College - Author 1

College of Science and Mathematics

Department - Author 1

Physics Department

Degree Name - Author 1

BS in Physics



Primary Advisor

Colleen Marlow, College of Science and Mathematics, Physics Department


Carbon nanotube (CNT) random networks have shown great promise in electronic applications. For example, they have been used as the active layer in thin film transistor biosensors and as electrodes in supercapacitors (Hu, 2010). Although CNT networks applications are numerous, some of the key details of their electrical behavior are not fully understood. In particular, it is known that the junctions between tubes in CNT networks play a key role in determining the sensing properties of the network (Thanihaichelvana, et al., 2018), however, the mechanism by which metallic-semiconducting (m-s) tube junctions affect the electrical sensing properties of the network is not known.
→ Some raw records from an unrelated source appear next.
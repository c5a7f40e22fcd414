//! # Run handle: the live side of a started simulation.
//!
//! [`RunHandle`] is what [`Coordinator::start`](crate::Coordinator::start)
//! returns. It owns the actor join set, the pause gate, the cancellation
//! token, and the buffer, and exposes the control surface a front end needs:
//! `stop()`, `pause()`/`resume()`, `events()`, `snapshot()`, `tallies()`.
//!
//! ## Shutdown path
//! ```text
//! stop()
//!   ├─► publish ShutdownRequested
//!   ├─► buffer.close()        → liveness flag drops, all waiters wake
//!   ├─► token.cancel()        → gate waits and pacer sleeps resolve
//!   └─► join actors with grace:
//!         ├─ all joined  → publish AllStoppedWithin, Ok(())
//!         └─ grace over  → publish GraceExceeded,
//!                          Err(RuntimeError::GraceExceeded { stuck })
//! ```
//!
//! Dropping the handle without `stop()` aborts the actor tasks. Aborts only
//! land at await points and the exclusion sections never await, so even
//! that path cannot tear a slot mid-mutation.

use std::sync::Arc;
use std::sync::atomic::{AtomicBool, Ordering};
use std::time::Duration;

use tokio::sync::{Mutex, broadcast};
use tokio::task::JoinSet;
use tokio::time;
use tokio_util::sync::CancellationToken;

use crate::buffer::{AddressableBuffer, FifoBuffer, Snapshot};
use crate::core::gate::PauseGate;
use crate::error::RuntimeError;
use crate::events::{Bus, Event, EventKind};
use crate::subscribers::{SubscriberSet, Tallies, TallyTracker};

/// The buffer a run coordinates on, behind its discipline.
pub(crate) enum RunBuffer {
    Fifo(Arc<FifoBuffer>),
    Addressable(Arc<AddressableBuffer>),
}

impl RunBuffer {
    fn close(&self) {
        match self {
            RunBuffer::Fifo(buf) => buf.close(),
            RunBuffer::Addressable(buf) => buf.close(),
        }
    }

    fn snapshot(&self) -> Snapshot {
        match self {
            RunBuffer::Fifo(buf) => buf.snapshot(),
            RunBuffer::Addressable(buf) => buf.snapshot(),
        }
    }
}

/// Control handle for one running simulation.
pub struct RunHandle {
    pub(crate) bus: Bus,
    pub(crate) gate: PauseGate,
    pub(crate) token: CancellationToken,
    pub(crate) buffer: RunBuffer,
    pub(crate) actors: Mutex<JoinSet<()>>,
    pub(crate) stopped: AtomicBool,
    pub(crate) tally: Arc<TallyTracker>,
    /// Keeps the fan-out workers alive for the run's duration.
    pub(crate) subscribers: Arc<SubscriberSet>,
    pub(crate) grace: Duration,
}

impl std::fmt::Debug for RunHandle {
    fn fmt(&self, f: &mut std::fmt::Formatter<'_>) -> std::fmt::Result {
        f.debug_struct("RunHandle")
            .field("stopped", &self.stopped)
            .field("grace", &self.grace)
            .finish_non_exhaustive()
    }
}

impl RunHandle {
    /// Creates a receiver over the run's event stream.
    ///
    /// The stream is lazy and non-restartable: a receiver only observes
    /// events published after this call. Events arrive in emission order
    /// per actor and interleave arbitrarily across actors.
    pub fn events(&self) -> broadcast::Receiver<Event> {
        self.bus.subscribe()
    }

    /// Diagnostic copy of the buffer's visible state, taken under the same
    /// exclusion section as mutation.
    pub fn snapshot(&self) -> Snapshot {
        self.buffer.snapshot()
    }

    /// Running produced/consumed totals.
    ///
    /// Totals lag publication by the subscriber queue; they are exact once
    /// the run is quiescent.
    pub fn tallies(&self) -> Tallies {
        self.tally.totals()
    }

    /// Closes the pause gate. Idempotent; publishes `Paused` only on the
    /// open → closed transition. Paused actors hold no locks or permits.
    pub fn pause(&self) {
        if self.gate.pause() {
            self.bus.publish(Event::now(EventKind::Paused));
        }
    }

    /// Reopens the pause gate. Idempotent; publishes `Resumed` only on the
    /// closed → open transition.
    pub fn resume(&self) {
        if self.gate.resume() {
            self.bus.publish(Event::now(EventKind::Resumed));
        }
    }

    pub fn is_paused(&self) -> bool {
        self.gate.is_paused()
    }

    /// Whether `stop()` has been called.
    pub fn is_stopped(&self) -> bool {
        self.stopped.load(Ordering::SeqCst)
    }

    /// Stops the run: drops the liveness flag, wakes every blocked actor,
    /// and joins them within the configured grace.
    ///
    /// Idempotent: the second call is a no-op returning `Ok(())`. An actor
    /// panic surfaces as an `ActorFailed` event, not as an error here;
    /// the only error is [`RuntimeError::GraceExceeded`].
    pub async fn stop(&self) -> Result<(), RuntimeError> {
        if self.stopped.swap(true, Ordering::SeqCst) {
            return Ok(());
        }

        self.bus.publish(Event::now(EventKind::ShutdownRequested));
        self.buffer.close();
        self.token.cancel();

        let mut actors = self.actors.lock().await;
        let drain = async {
            while let Some(joined) = actors.join_next().await {
                if let Err(err) = joined {
                    if err.is_panic() {
                        self.bus.publish(
                            Event::now(EventKind::ActorFailed)
                                .with_reason(format!("actor panicked: {err}")),
                        );
                    }
                }
            }
        };

        match time::timeout(self.grace, drain).await {
            Ok(()) => {
                self.bus.publish(Event::now(EventKind::AllStoppedWithin));
                Ok(())
            }
            Err(_) => {
                self.bus.publish(Event::now(EventKind::GraceExceeded));
                Err(RuntimeError::GraceExceeded {
                    grace: self.grace,
                    stuck: self.tally.alive_actors(),
                })
            }
        }
    }

    /// Number of registered subscribers (including the built-in tracker).
    pub fn subscriber_count(&self) -> usize {
        self.subscribers.len()
    }
}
Experimental studies of individual single tube junctions have shown that Schottky barriers form at m-s junctions and that current-voltage (I-V) characteristics can be used to estimate the Schottky barrier height of the junction (Fuhrer, et al., 2000). While this simple method works well for characterizing individual m-s junction devices, a model sufficient to describe transport across a network of multiple junctions is lacking. Svensson et al. have modeled the transport across an m-s junction as an ideal diode, treating network junctions in the same way as bulk materials (Svensson, et al., 2009). In this study we use these two data analysis methods and computational simulations to determine if a transport model based on thermionic emission can be used to describe our CNT devices. We also determine if either of the two data analysis methods sufficiently predict a feature of the network key to transport behavior, the number of m-s junctions in the network path.